Je ne pré­tends pas que l’u­sage le plus illi­mi­té de la liber­té d’é­non­cer toutes les opi­nions pos­sibles met­trait fin au sec­ta­risme reli­gieux ou phi­lo­so­phique. Toutes les fois que des hommes de faible sta­ture intel­lec­tuelle prennent une véri­té au sérieux, ils se mettent aus­si­tôt à la pro­cla­mer, la trans­mettre, et même à agir d’a­près elle, comme s’il n’y avait pas au monde d’autre véri­té, ou du moins aucune autre sus­cep­tible de la limi­ter ou de la modi­fier. Je recon­nais que la plus libre dis­cus­sion ne sau­rait empê­cher le sec­ta­risme en matière d’o­pi­nions, et que sou­vent, au contraire, c’est elle qui l’ac­croît et l’exas­père ; car on repousse la véri­té d’au­tant plus vio­lem­ment qu’on a man­qué à l’a­per­ce­voir jusque-là et qu’elle est pro­cla­mée par des gens en qui l’on voit des adver­saires. Ce n’est pas sur le par­ti­san pas­sion­né, mais sur le spec­ta­teur calme et dés­in­té­res­sé que cette confron­ta­tion d’o­pi­nions pro­duit un effet salu­taire. Ce n’est pas la lutte vio­lente entre les par­ties de la véri­té qu’il faut redou­ter, mais la sup­pres­sion silen­cieuse d’une par­tie de la véri­té ; il y a tou­jours de l’es­poir tant que les hommes sont contraints à écou­ter les deux côtés ; c’est lors­qu’ils ne se pré­oc­cupent que d’un seul que leurs erreurs s’en­ra­cinent pour deve­nir des pré­ju­gés, et que la véri­té, cari­ca­tu­rée, cesse d’a­voir les effets de la véri­té. Et puisque rien chez un juge n’est plus rare que la facul­té de rendre un juge­ment sen­sé sur une cause où il n’a enten­du plai­der qu’un seul avo­cat, la véri­té n’a de chance de se faire jour que dans la mesure où cha­cune de ses facettes, cha­cune des opi­nions incar­nant une frac­tion de véri­té, trouve des avo­cats et les moyens de se faire entendre.
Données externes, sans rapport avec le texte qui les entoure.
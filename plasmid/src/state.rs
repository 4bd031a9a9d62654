// SPDX-License-Identifier: MIT OR Apache-2.0

use std::collections::HashMap;

use plasmid_core::FeedKey;

use crate::capabilities::Capabilities;
use crate::subscriptions::Subscription;

/// Everything a node derives from replaying its own feed.
#[derive(Default)]
pub(crate) struct NodeState {
    pub capabilities: Capabilities,
    pub subscriptions: HashMap<FeedKey, Subscription>,
    pub aliases: HashMap<String, FeedKey>,

    /// Per remote author the sequence number following the last relayed request.
    relayed: HashMap<FeedKey, u64>,
}

impl NodeState {
    /// Bind an alias to a feed, replacing any earlier binding.
    pub fn bind_alias(&mut self, alias: String, feed_key: FeedKey) -> Option<FeedKey> {
        self.aliases.insert(alias, feed_key)
    }

    pub fn aliases_for(&self, feed_key: &FeedKey) -> Vec<String> {
        self.aliases
            .iter()
            .filter(|(_, bound)| *bound == feed_key)
            .map(|(alias, _)| alias.clone())
            .collect()
    }

    /// Remove all aliases bound to this feed and return them.
    pub fn unbind_aliases(&mut self, feed_key: &FeedKey) -> Vec<String> {
        let aliases = self.aliases_for(feed_key);
        for alias in &aliases {
            self.aliases.remove(alias);
        }
        aliases
    }

    pub fn mark_relayed(&mut self, remote_author: &FeedKey, remote_sequence: u64) {
        let next = self.relayed.entry(remote_author.clone()).or_default();
        *next = (*next).max(remote_sequence + 1);
    }

    pub fn is_relayed(&self, remote_author: &FeedKey, remote_sequence: u64) -> bool {
        self.relayed
            .get(remote_author)
            .is_some_and(|next| remote_sequence < *next)
    }
}

#[cfg(test)]
mod tests {
    use plasmid_core::PrivateKey;

    use super::NodeState;

    #[test]
    fn aliases_last_binding_wins() {
        let first = PrivateKey::new().public_key();
        let second = PrivateKey::new().public_key();
        let mut state = NodeState::default();

        assert_eq!(state.bind_alias("x".into(), first.clone()), None);
        state.bind_alias("y".into(), first.clone());
        assert_eq!(
            state.bind_alias("x".into(), second.clone()),
            Some(first.clone())
        );

        assert_eq!(state.aliases_for(&first), vec!["y".to_string()]);
        assert_eq!(state.aliases_for(&second), vec!["x".to_string()]);

        assert_eq!(state.unbind_aliases(&second), vec!["x".to_string()]);
        assert!(state.aliases_for(&second).is_empty());
        assert_eq!(state.aliases.len(), 1);
    }

    #[test]
    fn track_relayed_requests() {
        let remote = PrivateKey::new().public_key();
        let mut state = NodeState::default();
        assert!(!state.is_relayed(&remote, 0));

        state.mark_relayed(&remote, 4);
        assert!(state.is_relayed(&remote, 0));
        assert!(state.is_relayed(&remote, 4));
        assert!(!state.is_relayed(&remote, 5));

        // Marking an older request doesn't move the cursor back.
        state.mark_relayed(&remote, 1);
        assert!(state.is_relayed(&remote, 4));
    }
}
Nous avons main­te­nant affir­mé la néces­si­té — pour le bien-être intel­lec­tuel de l’hu­ma­ni­té (dont dépend son bien-être géné­ral) — de la liber­té de pen­sée et d’ex­pres­sion à l’aide de quatre rai­sons dis­tinctes que nous allons réca­pi­tu­ler ici.

Pre­miè­re­ment, une opi­nion qu’on rédui­rait au silence peut très bien être vraie : le nier, c’est affir­mer sa propre infaillibilité.

Deuxiè­me­ment, même si l’o­pi­nion réduite au silence est fausse, elle peut conte­nir — ce qui arrive très sou­vent — une part de véri­té ; et puisque l’o­pi­nion géné­rale ou domi­nante sur n’im­porte quel sujet n’est que rare­ment ou jamais toute la véri­té, ce n’est que par la confron­ta­tion des opi­nions adverses qu’on a une chance de décou­vrir le reste de la vérité.

Troi­siè­me­ment, si l’o­pi­nion reçue est non seule­ment vraie, mais toute la véri­té, on la pro­fes­se­ra comme une sorte de pré­ju­gé, sans com­prendre ou sen­tir ses prin­cipes ration­nels, si elle ne peut être dis­cu­tée vigou­reu­se­ment et loyalement.

Et cela n’est pas tout car, qua­triè­me­ment, le sens de la doc­trine elle-même sera en dan­ger d’être per­du, affai­bli ou pri­vé de son effet vital sur le carac­tère et la conduite : le dogme devien­dra une simple pro­fes­sion for­melle, inef­fi­cace au bien, mais encom­brant le ter­rain et empê­chant la nais­sance de toute convic­tion authen­tique et sin­cère fon­dée sur la rai­son ou l’ex­pé­rience personnelle.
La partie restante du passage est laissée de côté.